• [Task requirements]: Would you output the whole listing below, exactly as it reads?

+---+

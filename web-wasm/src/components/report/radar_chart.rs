//! 維度のレーダーチャート（SVG）

use crate::app::use_app;
use leptos::prelude::*;
use std::collections::BTreeMap;
use trust_wedo_common::chart::{svg_points, Radar};
use trust_wedo_common::i18n::dimension_name;
use trust_wedo_common::report::{percentage, scored_dimensions};
use trust_wedo_common::DimensionScore;

const SIZE: f64 = 320.0;
const RADIUS: f64 = 110.0;
const LABEL_OFFSET: f64 = 18.0;

#[component]
pub fn RadarChart(dimensions: BTreeMap<String, DimensionScore>) -> impl IntoView {
    let ctx = use_app();
    let radar = Radar::new(SIZE / 2.0, SIZE / 2.0, RADIUS);

    let axes: Vec<(String, f64)> = scored_dimensions(&dimensions)
        .map(|(key, dim)| (key.clone(), percentage(dim.score, dim.max) as f64))
        .collect();
    let n = axes.len();

    // 3軸未満では多角形にならない
    if n < 3 {
        return None;
    }

    let rings = radar
        .grid_rings(n)
        .into_iter()
        .map(|ring| view! { <polygon class="radar-ring" points=svg_points(&ring) /> })
        .collect_view();

    let spokes = (0..n)
        .map(|i| {
            let (x, y) = radar.point(i, n, 100.0);
            view! {
                <line
                    class="radar-spoke"
                    x1=radar.cx.to_string()
                    y1=radar.cy.to_string()
                    x2=format!("{:.1}", x)
                    y2=format!("{:.1}", y)
                />
            }
        })
        .collect_view();

    let values: Vec<f64> = axes.iter().map(|(_, v)| *v).collect();
    let data = svg_points(&radar.polygon(&values));

    let labels = axes
        .into_iter()
        .enumerate()
        .map(|(i, (key, _))| {
            let (x, y, anchor) = radar.label(i, n, LABEL_OFFSET);
            view! {
                <text
                    class="radar-label"
                    x=format!("{:.1}", x)
                    y=format!("{:.1}", y)
                    text-anchor=anchor.as_svg()
                    dominant-baseline="middle"
                >
                    {move || dimension_name(ctx.lang(), &key).to_string()}
                </text>
            }
        })
        .collect_view();

    Some(view! {
        <section class="card radar-chart">
            <h2>{move || ctx.tr("report.radarTitle")}</h2>
            <p class="text-muted">{move || ctx.tr("report.radarHint")}</p>
            <svg viewBox=format!("0 0 {} {}", SIZE, SIZE) class="radar-svg">
                {rings}
                {spokes}
                <polygon class="radar-data" points=data />
                {labels}
            </svg>
        </section>
    })
}
//! ログイン

use crate::api::auth;
use crate::app::use_app;
use crate::components::navigation::Navigation;
use leptos::prelude::*;
use leptos::task::spawn_local;
use leptos_router::hooks::use_navigate;
use trust_wedo_common::{AppRoute, PasswordCredentials};

#[component]
pub fn LoginPage() -> impl IntoView {
    let ctx = use_app();
    let navigate = use_navigate();
    let (email, set_email) = signal(String::new());
    let (password, set_password) = signal(String::new());
    let (error, set_error) = signal(None::<String>);
    let (loading, set_loading) = signal(false);

    let on_submit = move |ev: leptos::ev::SubmitEvent| {
        ev.prevent_default();
        set_error.set(None);

        let credentials =
            match PasswordCredentials::new(&email.get_untracked(), &password.get_untracked()) {
                Ok(c) => c,
                Err(e) => {
                    set_error.set(Some(e.to_string()));
                    return;
                }
            };

        set_loading.set(true);
        let navigate = navigate.clone();
        spawn_local(async move {
            match auth::sign_in(&credentials).await {
                Ok(session) => {
                    ctx.sign_in(session);
                    navigate(&AppRoute::Dashboard.path(), Default::default());
                }
                Err(e) => {
                    crate::log::warn(&format!("login: {}", e));
                    set_error.set(Some(ctx.error_text(&e, "auth.login.failed")));
                    set_loading.set(false);
                }
            }
        });
    };

    view! {
        <Navigation />
        <div class="auth-page">
            <form class="card auth-card" on:submit=on_submit>
                <h1>{move || ctx.tr("auth.login.title")}</h1>

                <div class="form-group">
                    <label for="email">{move || ctx.tr("auth.login.email")}</label>
                    <input
                        type="email"
                        id="email"
                        autocomplete="email"
                        prop:value=move || email.get()
                        on:input=move |ev| set_email.set(event_target_value(&ev))
                    />
                </div>

                <div class="form-group">
                    <label for="password">{move || ctx.tr("auth.login.password")}</label>
                    <input
                        type="password"
                        id="password"
                        autocomplete="current-password"
                        prop:value=move || password.get()
                        on:input=move |ev| set_password.set(event_target_value(&ev))
                    />
                </div>

                {move || error.get().map(|e| view! { <p class="form-error">{e}</p> })}

                <button type="submit" class="btn btn-primary" disabled=move || loading.get()>
                    {move || if loading.get() {
                        ctx.tr("auth.login.loading")
                    } else {
                        ctx.tr("auth.login.submit")
                    }}
                </button>

                <p class="auth-switch">
                    {move || ctx.tr("auth.login.noAccount")} " "
                    <a href="/signup">{move || ctx.tr("auth.login.signupLink")}</a>
                </p>
            </form>
        </div>
    }
}
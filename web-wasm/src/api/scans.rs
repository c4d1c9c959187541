//! スキャン・レポートAPI

use super::http::{read_json, send};
use trust_wedo_common::api::bearer;
use trust_wedo_common::{
    ApiEndpoints, CreateScanRequest, DimensionAggregate, JobStatusSource, Report, Result, ScanJob,
};

/// 認証付きAPIクライアント
#[derive(Debug, Clone)]
pub struct ApiClient {
    endpoints: ApiEndpoints,
    authorization: String,
}

impl ApiClient {
    pub fn new(access_token: &str) -> Self {
        Self {
            endpoints: ApiEndpoints::new(super::api_base()),
            authorization: bearer(access_token),
        }
    }

    async fn get<T: serde::de::DeserializeOwned>(&self, url: &str) -> Result<T> {
        let resp = send("GET", url, &[("Authorization", self.authorization.as_str())], None).await?;
        read_json(resp).await
    }

    /// `POST /api/scans`
    pub async fn create_scan(&self, request: &CreateScanRequest) -> Result<ScanJob> {
        let body = serde_json::to_string(request)?;
        let resp = send(
            "POST",
            &self.endpoints.scans(),
            &[("Authorization", self.authorization.as_str())],
            Some(&body),
        )
        .await?;
        read_json(resp).await
    }

    /// `GET /api/scans`（新しい順）
    pub async fn list_scans(&self) -> Result<Vec<ScanJob>> {
        self.get(&self.endpoints.scans()).await
    }

    pub async fn get_scan(&self, job_id: &str) -> Result<ScanJob> {
        self.get(&self.endpoints.scan(job_id)).await
    }

    pub async fn get_report(&self, job_id: &str) -> Result<Report> {
        self.get(&self.endpoints.report(job_id)).await
    }

    pub async fn get_dimensions(&self, job_id: &str) -> Result<DimensionAggregate> {
        self.get(&self.endpoints.dimensions(job_id)).await
    }
}

impl JobStatusSource for ApiClient {
    async fn fetch_job(&self, job_id: &str) -> Result<ScanJob> {
        self.get_scan(job_id).await
    }
}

+---+

• [Written answer]:
filename web-wasm/src/components/report/radar_chart.rs
//! 維度のレーダーチャート（SVG）

use crate::app::use_app;
use leptos::prelude::*;
use std::collections::BTreeMap;
use trust_wedo_common::chart::{svg_points, Radar};
use trust_wedo_common::i18n::dimension_name;
use trust_wedo_common::report::{percentage, scored_dimensions};
use trust_wedo_common::DimensionScore;

const SIZE: f64 = 320.0;
const RADIUS: f64 = 110.0;
const LABEL_OFFSET: f64 = 18.0;

#[component]
pub fn RadarChart(dimensions: BTreeMap<String, DimensionScore>) -> impl IntoView {
    let ctx = use_app();
    let radar = Radar::new(SIZE / 2.0, SIZE / 2.0, RADIUS);

    let axes: Vec<(String, f64)> = scored_dimensions(&dimensions)
        .map(|(key, dim)| (key.clone(), percentage(dim.score, dim.max) as f64))
        .collect();
    let n = axes.len();

    // 3軸未満では多角形にならない
    if n < 3 {
        return None;
    }

    let rings = radar
        .grid_rings(n)
        .into_iter()
        .map(|ring| view! { <polygon class="radar-ring" points=svg_points(&ring) /> })
        .collect_view();

    let spokes = (0..n)
        .map(|i| {
            let (x, y) = radar.point(i, n, 100.0);
            view! {
                <line
                    class="radar-spoke"
                    x1=radar.cx.to_string()
                    y1=radar.cy.to_string()
                    x2=format!("{:.1}", x)
                    y2=format!("{:.1}", y)
                />
            }
        })
        .collect_view();

    let values: Vec<f64> = axes.iter().map(|(_, v)| *v).collect();
    let data = svg_points(&radar.polygon(&values));

    let labels = axes
        .into_iter()
        .enumerate()
        .map(|(i, (key, _))| {
            let (x, y, anchor) = radar.label(i, n, LABEL_OFFSET);
            view! {
                <text
                    class="radar-label"
                    x=format!("{:.1}", x)
                    y=format!("{:.1}", y)
                    text-anchor=anchor.as_svg()
                    dominant-baseline="middle"
                >
                    {move || dimension_name(ctx.lang(), &key).to_string()}
                </text>
            }
        })
        .collect_view();

    Some(view! {
        <section class="card radar-chart">
            <h2>{move || ctx.tr("report.radarTitle")}</h2>
            <p class="text-muted">{move || ctx.tr("report.radarHint")}</p>
            <svg viewBox=format!("0 0 {} {}", SIZE, SIZE) class="radar-svg">
                {rings}
                {spokes}
                <polygon class="radar-data" points=data />
                {labels}
            </svg>
        </section>
    })
}
//! ログイン

use crate::api::auth;
use crate::app::use_app;
use crate::components::navigation::Navigation;
use leptos::prelude::*;
use leptos::task::spawn_local;
use leptos_router::hooks::use_navigate;
use trust_wedo_common::{AppRoute, PasswordCredentials};

#[component]
pub fn LoginPage() -> impl IntoView {
    let ctx = use_app();
    let navigate = use_navigate();
    let (email, set_email) = signal(String::new());
    let (password, set_password) = signal(String::new());
    let (error, set_error) = signal(None::<String>);
    let (loading, set_loading) = signal(false);

    let on_submit = move |ev: leptos::ev::SubmitEvent| {
        ev.prevent_default();
        set_error.set(None);

        let credentials =
            match PasswordCredentials::new(&email.get_untracked(), &password.get_untracked()) {
                Ok(c) => c,
                Err(e) => {
                    set_error.set(Some(e.to_string()));
                    return;
                }
            };

        set_loading.set(true);
        let navigate = navigate.clone();
        spawn_local(async move {
            match auth::sign_in(&credentials).await {
                Ok(session) => {
                    ctx.sign_in(session);
                    navigate(&AppRoute::Dashboard.path(), Default::default());
                }
                Err(e) => {
                    crate::log::warn(&format!("login: {}", e));
                    set_error.set(Some(ctx.error_text(&e, "auth.login.failed")));
                    set_loading.set(false);
                }
            }
        });
    };

    view! {
        <Navigation />
        <div class="auth-page">
            <form class="card auth-card" on:submit=on_submit>
                <h1>{move || ctx.tr("auth.login.title")}</h1>

                <div class="form-group">
                    <label for="email">{move || ctx.tr("auth.login.email")}</label>
                    <input
                        type="email"
                        id="email"
                        autocomplete="email"
                        prop:value=move || email.get()
                        on:input=move |ev| set_email.set(event_target_value(&ev))
                    />
                </div>

                <div class="form-group">
                    <label for="password">{move || ctx.tr("auth.login.password")}</label>
                    <input
                        type="password"
                        id="password"
                        autocomplete="current-password"
                        prop:value=move || password.get()
                        on:input=move |ev| set_password.set(event_target_value(&ev))
                    />
                </div>

                {move || error.get().map(|e| view! { <p class="form-error">{e}</p> })}

                <button type="submit" class="btn btn-primary" disabled=move || loading.get()>
                    {move || if loading.get() {
                        ctx.tr("auth.login.loading")
                    } else {
                        ctx.tr("auth.login.submit")
                    }}
                </button>

                <p class="auth-switch">
                    {move || ctx.tr("auth.login.noAccount")} " "
                    <a href="/signup">{move || ctx.tr("auth.login.signupLink")}</a>
                </p>
            </form>
        </div>
    }
}
filename web-wasm/src/api/scans.rs
repository c4d1c9c959187541
//! スキャン・レポートAPI

use super::http::{read_json, send};
use trust_wedo_common::api::bearer;
use trust_wedo_common::{
    ApiEndpoints, CreateScanRequest, DimensionAggregate, JobStatusSource, Report, Result, ScanJob,
};

/// 認証付きAPIクライアント
#[derive(Debug, Clone)]
pub struct ApiClient {
    endpoints: ApiEndpoints,
    authorization: String,
}

impl ApiClient {
    pub fn new(access_token: &str) -> Self {
        Self {
            endpoints: ApiEndpoints::new(super::api_base()),
            authorization: bearer(access_token),
        }
    }

    async fn get<T: serde::de::DeserializeOwned>(&self, url: &str) -> Result<T> {
        let resp = send("GET", url, &[("Authorization", self.authorization.as_str())], None).await?;
        read_json(resp).await
    }

    /// `POST /api/scans`
    pub async fn create_scan(&self, request: &CreateScanRequest) -> Result<ScanJob> {
        let body = serde_json::to_string(request)?;
        let resp = send(
            "POST",
            &self.endpoints.scans(),
            &[("Authorization", self.authorization.as_str())],
            Some(&body),
        )
        .await?;
        read_json(resp).await
    }

    /// `GET /api/scans`（新しい順）
    pub async fn list_scans(&self) -> Result<Vec<ScanJob>> {
        self.get(&self.endpoints.scans()).await
    }

    pub async fn get_scan(&self, job_id: &str) -> Result<ScanJob> {
        self.get(&self.endpoints.scan(job_id)).await
    }

    pub async fn get_report(&self, job_id: &str) -> Result<Report> {
        self.get(&self.endpoints.report(job_id)).await
    }

    pub async fn get_dimensions(&self, job_id: &str) -> Result<DimensionAggregate> {
        self.get(&self.endpoints.dimensions(job_id)).await
    }
}

impl JobStatusSource for ApiClient {
    async fn fetch_job(&self, job_id: &str) -> Result<ScanJob> {
        self.get_scan(job_id).await
    }
}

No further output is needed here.